More emails to demostrate the amount of time I have spent pursuing Yishun and asking for updates. It makes me sick to look back at the amount of time I have in this. The wheel is definitely not worth this.

From: Rick 
Sent: Sunday, March 06, 2011 12:09 PM
To: '[email protected]'
Subject: Re: Re: RE: aftersales service of yishunbike

Karen,
I will be happy to get you the pictures you desire. I'm out of town this week but will try to figure out a way to get you what you need. If I can't find someone to go to my house, I will get it to you when I return on Saturday. 
Also, please make sure the box you are using to ship the matte wheel is reinforced. I will need to use that box to ship the gloss wheel to the other customer. The original box that I received was damaged extensively during shipping and was taped back together in multiple places.

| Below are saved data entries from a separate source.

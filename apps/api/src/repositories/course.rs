//! Course repository
//!
//! Courses are unique per (name, level); violations surface as `CONFLICT`.

use sqlx::PgPool;
use uuid::Uuid;

use super::search::{SearchField, Searchable};
use super::utils::COURSE_COLUMNS;
use crate::error::{ApiError, ApiResult};
use crate::models::{Choice, Course, CourseLevel};

impl Searchable for Course {
    const TABLE: &'static str = "courses";
    const RESOURCE: &'static str = "Course";
    const COLUMNS: &'static str = COURSE_COLUMNS;
    const SEARCH_FIELDS: &'static [SearchField] = &[
        SearchField::Column("course_name"),
        SearchField::Column("course_level"),
    ];
}

/// Repository for course database operations
#[derive(Clone)]
pub struct CourseRepository {
    pool: PgPool,
}

impl CourseRepository {
    pub fn new(pool: PgPool) -> Self {
        Self { pool }
    }

    pub async fn create(&self, course_name: &str, course_level: CourseLevel) -> ApiResult<Course> {
        let sql = format!(
            "INSERT INTO courses (course_name, course_level) VALUES ($1, $2) RETURNING {COURSE_COLUMNS}"
        );
        sqlx::query_as::<_, Course>(&sql)
            .bind(course_name)
            .bind(course_level)
            .fetch_one(&self.pool)
            .await
            .map_err(|e| {
                map_unique_violation(e, || {
                    format!("{} ({})", course_name, course_level.label())
                })
            })
    }

    /// Apply a partial update; `Ok(None)` when the course does not exist
    pub async fn update(
        &self,
        id: Uuid,
        course_name: Option<&str>,
        course_level: Option<CourseLevel>,
    ) -> ApiResult<Option<Course>> {
        let sql = format!(
            r#"
            UPDATE courses SET
                course_name = COALESCE($2, course_name),
                course_level = COALESCE($3, course_level),
                updated_at = NOW()
            WHERE id = $1
            RETURNING {COURSE_COLUMNS}
            "#
        );
        sqlx::query_as::<_, Course>(&sql)
            .bind(id)
            .bind(course_name)
            .bind(course_level)
            .fetch_optional(&self.pool)
            .await
            .map_err(|e| {
                map_unique_violation(e, || {
                    "another course has the same name and level".to_string()
                })
            })
    }
}

fn map_unique_violation(err: sqlx::Error, detail: impl FnOnce() -> String) -> ApiError {
    match &err {
        sqlx::Error::Database(db) if db.is_unique_violation() => ApiError::conflict("Course", detail()),
        _ => err.into(),
    }
}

Its safe to say that it would not be good to reuse. 
Can you please tell me when you expect the matte wheel to ship and will you send me the tracking number so I can make arrangements for someone to sign for it?
Thank you,
Rick 

________________________________________
From: karen <[email protected]> 
To: Rick 
Sent: Sun Mar 06 10:03:21 2011
Subject: Re: Re: RE: aftersales service of yishunbike 
Hello Rick, we are going to send you the matte wheel rear. could you do us a favour
Could you take the pictures for the wheel you have got, special for the rims, 
Pls find a mark begin with HJ-XXXXX(numbers)
Also take the pictures for the braking surface
We just need to send the rear wheel to the other customer
we want to match a front wheel with same rims as you got to customer.
Hope your understanding and support.
Looking forward to hearing from you soon
best regards
karen


2011-03-06 
________________________________________
LOVE BIKE, LOVE LIFE!!!
XIAMEN YISHUN INDUSTRY CO.,LTD
Add:19 Bldg,806# Jinzhou South Rd, Cangshan,Fuzhou,China
Tel:+86-591-88075026
Fax:+86--591-83850271
Mob:+86-13763855378
Email: [email protected]
Skype: yishunbike
MSN: [email protected]
web:www.yishunbike.com
________________________________________
发件人： Rick 
发送时间： 2011-02-25 11:47:36 
收件人： [email protected] 
抄送： [email protected]; [email protected]; [email protected] 
主题： Re: RE: aftersales service of yishunbike 
Karen,
This is an acceptable solution. Please include a prepaid shipping label with the matte wheel shipment and I will be happy to forward the gloss product to the customer you speak of. 
Thank you for rectifying this situation and sending me the product that I initially ordered. I'm pleased with this approach and look forward to receiving the matte product that I originally discussed and ordered from Stefano. Once we have completed the process you describe, I will be happy to inform everyone that Yishun does stand behind their product and service to their customers. 
Thank you,
Rick 

________________________________________
From: karen <[email protected]> 
To: Rick 
Cc: danny <[email protected]>; stefano <[email protected]>; kevin <[email protected]> 
Sent: Thu Feb 24 20:26:46 2011
Subject: Re: RE: aftersales service of yishunbike 
Hello Rick, next week, we could send you a new wheels with matte 88mm finished
we will ask you to send the 3k glossy wheels to our the other customer
will send you the customer's infomation and keep you inform the tracking number
best regards
karen


2011-02-25 
________________________________________
LOVE BIKE, LOVE LIFE!!!
XIAMEN YISHUN INDUSTRY CO.,LTD
Add:19 Bldg,806# Jinzhou South Rd, Cangshan,Fuzhou,China
Tel:+86-591-88075026
Fax:+86--591-83850271
Mob:+86-13763855378
Email: [email protected]
Skype: yishunbike
MSN: [email protected]
web:www.yishunbike.com
________________________________________
发件人： Rick 
发送时间： 2011-02-25 04:37:04 
收件人： [email protected] 
抄送： Yishun Stefano 
主题： RE: aftersales service of yishunbike 
Karen,
Please respond with your final resolution to my issue. This will determine my next steps. I very much believe it would be in the best interest of Yishun Bikes to provide me with the product that I paid for. If that is not an option then I look to you for a solution. You should note that an acceptable solution does not include me sending additional funds to Yishun. Furthermore, an acceptable solution doesn’t include sending me a skewer or bottle cage and hoping that I will disappear. I ordered a wheel because I needed a wheel. Please explain to me why you haven’t offered to send me the correct product? Are you marketing a product that you cannot deliver? I simply do not understand this situation.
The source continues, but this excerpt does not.